Since 2010, Michigan must have permission from parents to use spots for research. But attorney Philip Ellison argues that the program still violates constitutional protections against searches and seizures and might not be fully understood by parents who are presented with forms amid the fog of childbirth.
Ellison claims the consent form and a related brochure are vague, making no reference, for example, to the state collecting fees for blood spots used by scientists.
“If moms and dads say, ‘Use them. I don’t care' — that's their business,” he told The Associated Press. “But the state is not giving them enough information to make an informed decision. ... Most people have no recollection of signing anything. My wife had a C-section. She was still groggy 12 hours later from all the drugs pumped into her from giving birth."
Ashley Kanuszewski acknowledged that she signed forms allowing blood spots from two babies to be added to the research bank but doesn't recall receiving an informational brochure at the hospital.
“I don't like not knowing where or what they're using it for,” said Kanuszewski, one of four parents who sued in 2018.
In May, after four years of litigation, the health department said it would destroy certain blood spots stored in Lansing over the next 18 months and stop adding to that inventory, according to an agreement filed in federal court in Bay City.
Those spots number 3.4 million, spokeswoman Lynn Sutfin said.
Sutfin declined to explain why the state agreed to get rid of them, citing the ongoing litigation. But in 2021, U.S. District Judge Thomas Ludington said the state had no specific permission from parents to keep a single leftover blood spot in Lansing.
The state has described them as spots that could be used by parents in case future health questions arise.
The agreement to destroy those spots doesn't end the case. Still in play: Millions that are under the state's control at Wayne State University in Detroit and available for research, including many that precede May 2010 when the health department began asking for parental consent.
In the months ahead, Ludington will hold a trial to try to determine how many blood spots really are needed for newborn disease screening, including to calibrate critical testing equipment, among other issues.

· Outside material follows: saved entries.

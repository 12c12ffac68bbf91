use std::net::Ipv4Addr;

use flowcodec::Error;
use flowcodec::config::WriterConfig;
use flowcodec::netflow5::{HEADER_SIZE, Header, Packet, RECORD_SIZE, Reader, Record, Writer};
use flowcodec::state::State;
use pretty_assertions::assert_eq;

fn record(i: u8) -> Record {
    Record {
        src_addr: Ipv4Addr::new(10, 0, 0, i),
        dst_addr: Ipv4Addr::new(172, 16, 0, i),
        next_hop: Ipv4Addr::new(10, 0, 0, 254),
        input: 1,
        output: 2,
        packets: 10 * u32::from(i),
        octets: 1500 * u32::from(i),
        first: 1000,
        last: 2000,
        src_port: 40000 + u16::from(i),
        dst_port: 443,
        tcp_flags: 0x1b,
        protocol: 6,
        src_as: 64512,
        dst_as: 64513,
        src_mask: 24,
        dst_mask: 16,
        ..Default::default()
    }
}

fn packet() -> Packet {
    Packet {
        header: Header {
            sys_uptime: 3_600_000,
            unix_secs: 1_700_000_000,
            unix_nsecs: 500,
            flow_sequence: 99,
            engine_type: 1,
            engine_id: 2,
            sampling_interval: 0x4000 | 64,
            ..Default::default()
        },
        records: (1..=3).map(record).collect(),
    }
}

#[test]
fn round_trip() {
    let packet = packet();

    let buf = packet.encode().unwrap();
    assert_eq!(buf.len(), HEADER_SIZE + 3 * RECORD_SIZE);
    assert_eq!(&buf[..4], &[0, 5, 0, 3]);

    let decoded = Packet::decode(&buf).unwrap();
    assert_eq!(decoded.header.count, 3);
    assert_eq!(decoded.header.sampling_rate(), 64);
    assert_eq!(decoded.records, packet.records);
}

#[test]
fn stream_of_packets() {
    let config = WriterConfig {
        fill_export_time: false,
        ..Default::default()
    };
    let mut writer = Writer::with_config(Vec::new(), config);
    writer.write_packet(&packet()).unwrap();
    writer.write_packet(&Packet::default()).unwrap();
    writer.write_packet(&packet()).unwrap();
    writer.flush().unwrap();

    let buf = writer.into_inner();
    let mut reader = Reader::new(&buf[..]);

    let mut counts = Vec::new();
    while let Some(packet) = reader.read_packet().unwrap() {
        counts.push(packet.records.len());
    }

    assert_eq!(counts, vec![3, 0, 3]);
}

#[test]
fn count_gates_records() {
    let mut writer = Writer::new(Vec::new());
    writer
        .write_header(&Header {
            count: 1,
            ..Default::default()
        })
        .unwrap();
    assert_eq!(writer.state(), State::AwaitingFlowSet);

    writer.write_record(&record(1)).unwrap();
    assert_eq!(writer.state(), State::AwaitingPacketHeader);

    assert!(matches!(
        writer.write_record(&record(2)),
        Err(Error::ProtocolSequence {
            expected: "packet header",
            got: "flow set"
        })
    ));
}

#[test]
fn truncated_packet() {
    let buf = packet().encode().unwrap();

    assert!(matches!(
        Packet::decode(&buf[..HEADER_SIZE + RECORD_SIZE + 10]),
        Err(Error::TruncatedInput {
            needed: RECORD_SIZE,
            remaining: 10
        })
    ));
}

The health department is defending how it runs the program. It emphasizes that no spots are stored for research unless parents or guardians give permission. Spots also can be destroyed upon request, though the number of people who take that step each year is very small.
A code — not someone's name — is attached to blood spots that are stored in Detroit, making privacy risk during research “very low,” the state said.
“We only allow activities which pertain to public health for benefit of all, for public good, for getting better testing in the future, for discovering more and so on,” Sandip Shah, director of the state's public health laboratory, said in an interview with lawyers.
The department publishes a list of approved research. The state last year, for example, signed off on scientists using 3,600 newborn blood spots to determine exposure to so-called forever chemicals known as PFAS in western Michigan. Other projects have involved for-profit companies.
“How this court resolves the issues presented by plaintiffs could dramatically impact the biomedical research environment, potentially chilling scientific progress critical to protecting public health,” the Association of Public Health Laboratories said in a court filing.
In 2009, Texas agreed to destroy millions of newborn blood spots that were kept without consent. Spots obtained since 2012 now are destroyed after two years unless Texas parents agree to have them stored longer for research.